──────── Data supplied ────────

//! chapcode - 章节代码命令行工具
//!
//! - `chapcode display <CODE>...` - 输出显示编号
//! - `chapcode url <CODE>... [--index-name NAME]` - 输出 URL 片段或完整阅读页 URL
//! - `chapcode inspect <CODE>... [--json]` - 输出所有字段
//! - `chapcode compare <URL_A> <URL_B>` - 判断两个阅读页 URL 是否为同一章节
//! - `chapcode pages <CODE> --count N --index-name NAME` - 输出章节图片地址

use std::path::PathBuf;
use std::process::ExitCode;

use anyhow::{bail, Context, Result};
use clap::{Args, Parser, Subcommand};
use serde::Serialize;

use chapcode::config::{load_config_from_path, print_config, AppConfig};
use chapcode::domain::chapter::{
    chapter_display, chapter_read_online_url, chapter_url_encode, chapters_are_equal,
    ChapterCode, PageImageLocation,
};

#[derive(Parser)]
#[command(name = "chapcode")]
#[command(about = "Decode and encode six-digit chapter codes")]
#[command(version)]
struct Cli {
    /// 配置文件路径（默认搜索 chapcode.toml / chapcode.local.toml）
    #[arg(long, global = true)]
    config: Option<PathBuf>,

    #[command(subcommand)]
    command: Commands,
}

#[derive(Subcommand)]
enum Commands {
    /// Print the human-readable chapter number
    Display(CodesArgs),

    /// Print the URL fragment, or the full read-online URL
    Url(UrlArgs),

    /// Print every field of each code
    Inspect(InspectArgs),

    /// Check whether two chapter URLs point at the same chapter
    Compare(CompareArgs),

    /// Print the page image URLs of a chapter
    Pages(PagesArgs),
}

#[derive(Args)]
struct CodesArgs {
    /// 六位章节代码
    #[arg(required = true)]
    codes: Vec<String>,
}

#[derive(Args)]
struct UrlArgs {
    #[command(flatten)]
    codes: CodesArgs,

    /// 作品索引名，提供时输出完整 URL
    #[arg(long)]
    index_name: Option<String>,
}

#[derive(Args)]
struct InspectArgs {
    #[command(flatten)]
    codes: CodesArgs,

    /// 以 JSON 数组输出
    #[arg(long)]
    json: bool,
}

#[derive(Args)]
struct CompareArgs {
    first: String,
    second: String,
}

#[derive(Args)]
struct PagesArgs {
    code: String,

    /// 页数
    #[arg(long)]
    count: u32,

    /// 作品索引名
    #[arg(long)]
    index_name: String,

    /// 分季子目录
    #[arg(long, default_value = "")]
    directory: String,
}

/// inspect 输出
#[derive(Serialize)]
struct CodeReport {
    code: ChapterCode,
    season: u8,
    chapter: u16,
    decimal: u8,
    display: String,
    url_fragment: String,
}

impl From<ChapterCode> for CodeReport {
    fn from(code: ChapterCode) -> Self {
        Self {
            season: code.season_digit(),
            chapter: code.chapter_number(),
            decimal: code.decimal_digit(),
            display: code.display_number(),
            url_fragment: code.url_fragment(),
            code,
        }
    }
}

fn init_tracing(config: &AppConfig) {
    let filter = tracing_subscriber::EnvFilter::try_from_default_env()
        .unwrap_or_else(|_| tracing_subscriber::EnvFilter::new(&config.log.level));

    // stdout 留给命令输出
    let builder = tracing_subscriber::fmt()
        .with_env_filter(filter)
        .with_writer(std::io::stderr);
    if config.log.json {
        builder.json().init();
    } else {
        builder.init();
    }
}

fn parse_code(raw: &str) -> Result<ChapterCode> {
    ChapterCode::parse(raw).with_context(|| format!("Invalid chapter code: {}", raw))
}

fn display_lines(codes: &[String]) -> Result<Vec<String>> {
    codes
        .iter()
        .map(|raw| chapter_display(raw).with_context(|| format!("Cannot decode {}", raw)))
        .collect()
}

fn url_lines(
    codes: &[String],
    index_name: Option<&str>,
    base_url: &str,
) -> Result<Vec<String>> {
    codes
        .iter()
        .map(|raw| {
            let line = match index_name {
                Some(index_name) => chapter_read_online_url(base_url, index_name, raw),
                None => chapter_url_encode(raw),
            };
            line.with_context(|| format!("Cannot encode {}", raw))
        })
        .collect()
}

fn build_reports(codes: &[String]) -> Result<Vec<CodeReport>> {
    codes
        .iter()
        .map(|raw| parse_code(raw).map(CodeReport::from))
        .collect()
}

fn render_reports_json(reports: &[CodeReport]) -> Result<String> {
    Ok(serde_json::to_string_pretty(reports)?)
}

/// compare 的判定结果
#[derive(Debug, Clone, Copy, PartialEq, Eq)]
enum Comparison {
    Equal,
    Different,
}

impl Comparison {
    fn of(first: &str, second: &str) -> Self {
        if chapters_are_equal(first, second) {
            Self::Equal
        } else {
            Self::Different
        }
    }

    fn label(self) -> &'static str {
        match self {
            Self::Equal => "equal",
            Self::Different => "different",
        }
    }

    fn exit_code(self) -> ExitCode {
        match self {
            Self::Equal => ExitCode::SUCCESS,
            Self::Different => ExitCode::FAILURE,
        }
    }
}

fn page_lines(args: PagesArgs, config: &AppConfig) -> Result<Vec<String>> {
    let Some(host) = config.site.image_host() else {
        bail!("site.image_host is not configured");
    };

    let code = parse_code(&args.code)?;
    let location = PageImageLocation::new(host, args.index_name, args.directory);
    Ok(location.page_urls(&code, args.count))
}

fn print_lines(lines: &[String]) {
    for line in lines {
        println!("{}", line);
    }
}

fn run_inspect(args: InspectArgs) -> Result<()> {
    let reports = build_reports(&args.codes.codes)?;

    if args.json {
        println!("{}", render_reports_json(&reports)?);
        return Ok(());
    }

    for report in &reports {
        println!(
            "{}  season={} chapter={} decimal={}  display={}  url={}",
            report.code,
            report.season,
            report.chapter,
            report.decimal,
            report.display,
            report.url_fragment
        );
    }
    Ok(())
}

fn run_compare(args: CompareArgs) -> ExitCode {
    let outcome = Comparison::of(&args.first, &args.second);
    println!("{}", outcome.label());
    outcome.exit_code()
}

fn main() -> Result<ExitCode> {
    let cli = Cli::parse();

    // 配置优先级：环境变量 > 配置文件 > 默认值
    let config = load_config_from_path(cli.config.as_deref())
        .map_err(|e| anyhow::anyhow!("Failed to load config: {}", e))?;

    init_tracing(&config);
    print_config(&config);

    match cli.command {
        Commands::Display(args) => print_lines(&display_lines(&args.codes)?),
        Commands::Url(args) => print_lines(&url_lines(
            &args.codes.codes,
            args.index_name.as_deref(),
            &config.site.base_url,
        )?),
        Commands::Inspect(args) => run_inspect(args)?,
        Commands::Compare(args) => return Ok(run_compare(args)),
        Commands::Pages(args) => print_lines(&page_lines(args, &config)?),
    }

    Ok(ExitCode::SUCCESS)
}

────────

Directions for this task:
Find each line in the listing above that contains "EnvFilter", and copy that line.

Exercise solution:
    let filter = tracing_subscriber::EnvFilter::try_from_default_env()
        .unwrap_or_else(|_| tracing_subscriber::EnvFilter::new(&config.log.level));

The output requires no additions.